Collected data entries:
==*==

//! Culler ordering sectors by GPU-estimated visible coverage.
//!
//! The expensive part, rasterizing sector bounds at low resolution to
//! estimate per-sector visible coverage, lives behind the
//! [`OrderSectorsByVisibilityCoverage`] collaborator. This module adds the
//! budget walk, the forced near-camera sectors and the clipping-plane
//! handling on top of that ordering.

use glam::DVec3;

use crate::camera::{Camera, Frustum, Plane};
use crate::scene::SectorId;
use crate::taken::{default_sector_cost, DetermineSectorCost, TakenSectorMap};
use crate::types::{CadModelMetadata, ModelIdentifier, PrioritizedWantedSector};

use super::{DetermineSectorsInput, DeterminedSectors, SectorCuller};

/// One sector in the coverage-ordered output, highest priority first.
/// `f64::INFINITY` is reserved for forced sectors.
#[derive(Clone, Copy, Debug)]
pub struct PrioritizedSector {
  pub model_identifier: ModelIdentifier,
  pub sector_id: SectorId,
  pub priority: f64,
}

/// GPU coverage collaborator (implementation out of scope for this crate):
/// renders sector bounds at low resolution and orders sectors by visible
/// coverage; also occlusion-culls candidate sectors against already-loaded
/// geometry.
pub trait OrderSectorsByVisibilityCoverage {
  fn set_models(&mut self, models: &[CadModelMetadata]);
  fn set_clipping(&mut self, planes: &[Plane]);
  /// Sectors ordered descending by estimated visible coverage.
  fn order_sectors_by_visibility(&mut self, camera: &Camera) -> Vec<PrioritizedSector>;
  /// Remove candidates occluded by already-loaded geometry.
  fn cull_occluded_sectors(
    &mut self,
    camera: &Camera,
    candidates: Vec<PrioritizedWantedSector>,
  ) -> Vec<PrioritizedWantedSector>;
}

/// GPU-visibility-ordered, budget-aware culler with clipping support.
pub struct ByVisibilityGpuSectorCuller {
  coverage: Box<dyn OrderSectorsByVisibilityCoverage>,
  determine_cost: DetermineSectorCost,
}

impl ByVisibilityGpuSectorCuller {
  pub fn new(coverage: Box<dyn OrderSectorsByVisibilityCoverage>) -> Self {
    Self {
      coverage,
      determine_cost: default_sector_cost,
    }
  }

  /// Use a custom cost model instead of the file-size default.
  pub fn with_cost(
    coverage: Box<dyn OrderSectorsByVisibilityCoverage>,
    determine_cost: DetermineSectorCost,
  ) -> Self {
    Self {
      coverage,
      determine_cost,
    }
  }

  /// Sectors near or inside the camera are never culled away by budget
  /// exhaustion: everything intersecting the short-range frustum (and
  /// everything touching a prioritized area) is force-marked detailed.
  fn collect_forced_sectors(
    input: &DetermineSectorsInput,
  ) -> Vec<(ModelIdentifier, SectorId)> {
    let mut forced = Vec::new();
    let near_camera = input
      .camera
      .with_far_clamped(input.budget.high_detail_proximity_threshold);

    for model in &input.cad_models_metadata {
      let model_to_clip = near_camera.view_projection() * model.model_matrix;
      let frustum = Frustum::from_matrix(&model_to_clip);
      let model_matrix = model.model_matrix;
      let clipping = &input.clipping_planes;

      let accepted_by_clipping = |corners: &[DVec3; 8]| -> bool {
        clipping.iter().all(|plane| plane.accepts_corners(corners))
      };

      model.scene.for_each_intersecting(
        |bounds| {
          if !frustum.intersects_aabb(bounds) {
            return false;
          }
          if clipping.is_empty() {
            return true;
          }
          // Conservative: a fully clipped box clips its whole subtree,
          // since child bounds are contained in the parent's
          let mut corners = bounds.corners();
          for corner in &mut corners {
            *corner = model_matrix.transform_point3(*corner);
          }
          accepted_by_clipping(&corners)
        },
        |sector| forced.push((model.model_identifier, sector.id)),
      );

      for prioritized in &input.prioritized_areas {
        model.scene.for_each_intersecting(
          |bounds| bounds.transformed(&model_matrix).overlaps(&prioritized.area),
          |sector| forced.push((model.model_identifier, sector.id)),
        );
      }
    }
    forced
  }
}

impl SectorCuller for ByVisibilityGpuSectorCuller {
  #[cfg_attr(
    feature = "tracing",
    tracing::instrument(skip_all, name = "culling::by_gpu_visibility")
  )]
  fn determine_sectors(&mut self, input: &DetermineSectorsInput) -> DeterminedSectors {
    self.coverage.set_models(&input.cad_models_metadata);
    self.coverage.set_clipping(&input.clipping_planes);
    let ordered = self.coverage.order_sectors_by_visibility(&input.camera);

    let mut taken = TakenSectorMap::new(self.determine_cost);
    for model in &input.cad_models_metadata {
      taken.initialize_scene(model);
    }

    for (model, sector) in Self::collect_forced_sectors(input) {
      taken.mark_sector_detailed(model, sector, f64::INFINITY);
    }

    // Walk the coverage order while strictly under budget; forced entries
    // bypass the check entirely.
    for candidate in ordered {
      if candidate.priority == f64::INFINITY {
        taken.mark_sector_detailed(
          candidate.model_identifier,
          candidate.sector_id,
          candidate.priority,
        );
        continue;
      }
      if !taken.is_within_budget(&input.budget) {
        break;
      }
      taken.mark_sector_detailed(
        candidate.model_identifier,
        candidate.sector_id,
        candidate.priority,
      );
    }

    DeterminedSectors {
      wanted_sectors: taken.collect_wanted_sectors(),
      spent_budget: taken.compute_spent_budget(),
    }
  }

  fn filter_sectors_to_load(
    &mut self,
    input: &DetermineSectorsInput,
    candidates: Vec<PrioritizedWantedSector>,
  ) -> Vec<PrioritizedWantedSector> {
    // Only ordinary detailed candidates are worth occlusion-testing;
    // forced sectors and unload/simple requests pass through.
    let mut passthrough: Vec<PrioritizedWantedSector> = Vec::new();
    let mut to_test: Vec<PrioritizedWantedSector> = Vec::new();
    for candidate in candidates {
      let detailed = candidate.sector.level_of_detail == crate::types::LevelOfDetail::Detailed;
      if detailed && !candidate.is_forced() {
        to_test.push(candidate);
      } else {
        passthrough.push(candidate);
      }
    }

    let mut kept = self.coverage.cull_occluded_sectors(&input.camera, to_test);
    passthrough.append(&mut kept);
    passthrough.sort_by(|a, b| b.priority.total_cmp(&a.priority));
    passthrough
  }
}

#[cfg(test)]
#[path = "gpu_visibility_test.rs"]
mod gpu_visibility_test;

==*==

- **Aim of the task**
Repeat the lines above exactly.

- **Answer to this task**
//! Culler ordering sectors by GPU-estimated visible coverage.
//!
//! The expensive part, rasterizing sector bounds at low resolution to
//! estimate per-sector visible coverage, lives behind the
//! [`OrderSectorsByVisibilityCoverage`] collaborator. This module adds the
//! budget walk, the forced near-camera sectors and the clipping-plane
//! handling on top of that ordering.

use glam::DVec3;

use crate::camera::{Camera, Frustum, Plane};
use crate::scene::SectorId;
use crate::taken::{default_sector_cost, DetermineSectorCost, TakenSectorMap};
use crate::types::{CadModelMetadata, ModelIdentifier, PrioritizedWantedSector};

use super::{DetermineSectorsInput, DeterminedSectors, SectorCuller};

/// One sector in the coverage-ordered output, highest priority first.
/// `f64::INFINITY` is reserved for forced sectors.
#[derive(Clone, Copy, Debug)]
pub struct PrioritizedSector {
  pub model_identifier: ModelIdentifier,
  pub sector_id: SectorId,
  pub priority: f64,
}

/// GPU coverage collaborator (implementation out of scope for this crate):
/// renders sector bounds at low resolution and orders sectors by visible
/// coverage; also occlusion-culls candidate sectors against already-loaded
/// geometry.
pub trait OrderSectorsByVisibilityCoverage {
  fn set_models(&mut self, models: &[CadModelMetadata]);
  fn set_clipping(&mut self, planes: &[Plane]);
  /// Sectors ordered descending by estimated visible coverage.
  fn order_sectors_by_visibility(&mut self, camera: &Camera) -> Vec<PrioritizedSector>;
  /// Remove candidates occluded by already-loaded geometry.
  fn cull_occluded_sectors(
    &mut self,
    camera: &Camera,
    candidates: Vec<PrioritizedWantedSector>,
  ) -> Vec<PrioritizedWantedSector>;
}

/// GPU-visibility-ordered, budget-aware culler with clipping support.
pub struct ByVisibilityGpuSectorCuller {
  coverage: Box<dyn OrderSectorsByVisibilityCoverage>,
  determine_cost: DetermineSectorCost,
}

impl ByVisibilityGpuSectorCuller {
  pub fn new(coverage: Box<dyn OrderSectorsByVisibilityCoverage>) -> Self {
    Self {
      coverage,
      determine_cost: default_sector_cost,
    }
  }

  /// Use a custom cost model instead of the file-size default.
  pub fn with_cost(
    coverage: Box<dyn OrderSectorsByVisibilityCoverage>,
    determine_cost: DetermineSectorCost,
  ) -> Self {
    Self {
      coverage,
      determine_cost,
    }
  }

  /// Sectors near or inside the camera are never culled away by budget
  /// exhaustion: everything intersecting the short-range frustum (and
  /// everything touching a prioritized area) is force-marked detailed.
  fn collect_forced_sectors(
    input: &DetermineSectorsInput,
  ) -> Vec<(ModelIdentifier, SectorId)> {
    let mut forced = Vec::new();
    let near_camera = input
      .camera
      .with_far_clamped(input.budget.high_detail_proximity_threshold);

    for model in &input.cad_models_metadata {
      let model_to_clip = near_camera.view_projection() * model.model_matrix;
      let frustum = Frustum::from_matrix(&model_to_clip);
      let model_matrix = model.model_matrix;
      let clipping = &input.clipping_planes;

      let accepted_by_clipping = |corners: &[DVec3; 8]| -> bool {
        clipping.iter().all(|plane| plane.accepts_corners(corners))
      };

      model.scene.for_each_intersecting(
        |bounds| {
          if !frustum.intersects_aabb(bounds) {
            return false;
          }
          if clipping.is_empty() {
            return true;
          }
          // Conservative: a fully clipped box clips its whole subtree,
          // since child bounds are contained in the parent's
          let mut corners = bounds.corners();
          for corner in &mut corners {
            *corner = model_matrix.transform_point3(*corner);
          }
          accepted_by_clipping(&corners)
        },
        |sector| forced.push((model.model_identifier, sector.id)),
      );

      for prioritized in &input.prioritized_areas {
        model.scene.for_each_intersecting(
          |bounds| bounds.transformed(&model_matrix).overlaps(&prioritized.area),
          |sector| forced.push((model.model_identifier, sector.id)),
        );
      }
    }
    forced
  }
}

impl SectorCuller for ByVisibilityGpuSectorCuller {
  #[cfg_attr(
    feature = "tracing",
    tracing::instrument(skip_all, name = "culling::by_gpu_visibility")
  )]
  fn determine_sectors(&mut self, input: &DetermineSectorsInput) -> DeterminedSectors {
    self.coverage.set_models(&input.cad_models_metadata);
    self.coverage.set_clipping(&input.clipping_planes);
    let ordered = self.coverage.order_sectors_by_visibility(&input.camera);

    let mut taken = TakenSectorMap::new(self.determine_cost);
    for model in &input.cad_models_metadata {
      taken.initialize_scene(model);
    }

    for (model, sector) in Self::collect_forced_sectors(input) {
      taken.mark_sector_detailed(model, sector, f64::INFINITY);
    }

    // Walk the coverage order while strictly under budget; forced entries
    // bypass the check entirely.
    for candidate in ordered {
      if candidate.priority == f64::INFINITY {
        taken.mark_sector_detailed(
          candidate.model_identifier,
          candidate.sector_id,
          candidate.priority,
        );
        continue;
      }
      if !taken.is_within_budget(&input.budget) {
        break;
      }
      taken.mark_sector_detailed(
        candidate.model_identifier,
        candidate.sector_id,
        candidate.priority,
      );
    }

    DeterminedSectors {
      wanted_sectors: taken.collect_wanted_sectors(),
      spent_budget: taken.compute_spent_budget(),
    }
  }

  fn filter_sectors_to_load(
    &mut self,
    input: &DetermineSectorsInput,
    candidates: Vec<PrioritizedWantedSector>,
  ) -> Vec<PrioritizedWantedSector> {
    // Only ordinary detailed candidates are worth occlusion-testing;
    // forced sectors and unload/simple requests pass through.
    let mut passthrough: Vec<PrioritizedWantedSector> = Vec::new();
    let mut to_test: Vec<PrioritizedWantedSector> = Vec::new();
    for candidate in candidates {
      let detailed = candidate.sector.level_of_detail == crate::types::LevelOfDetail::Detailed;
      if detailed && !candidate.is_forced() {
        to_test.push(candidate);
      } else {
        passthrough.push(candidate);
      }
    }

    let mut kept = self.coverage.cull_occluded_sectors(&input.camera, to_test);
    passthrough.append(&mut kept);
    passthrough.sort_by(|a, b| b.priority.total_cmp(&a.priority));
    passthrough
  }
}

#[cfg(test)]
#[path = "gpu_visibility_test.rs"]
mod gpu_visibility_test;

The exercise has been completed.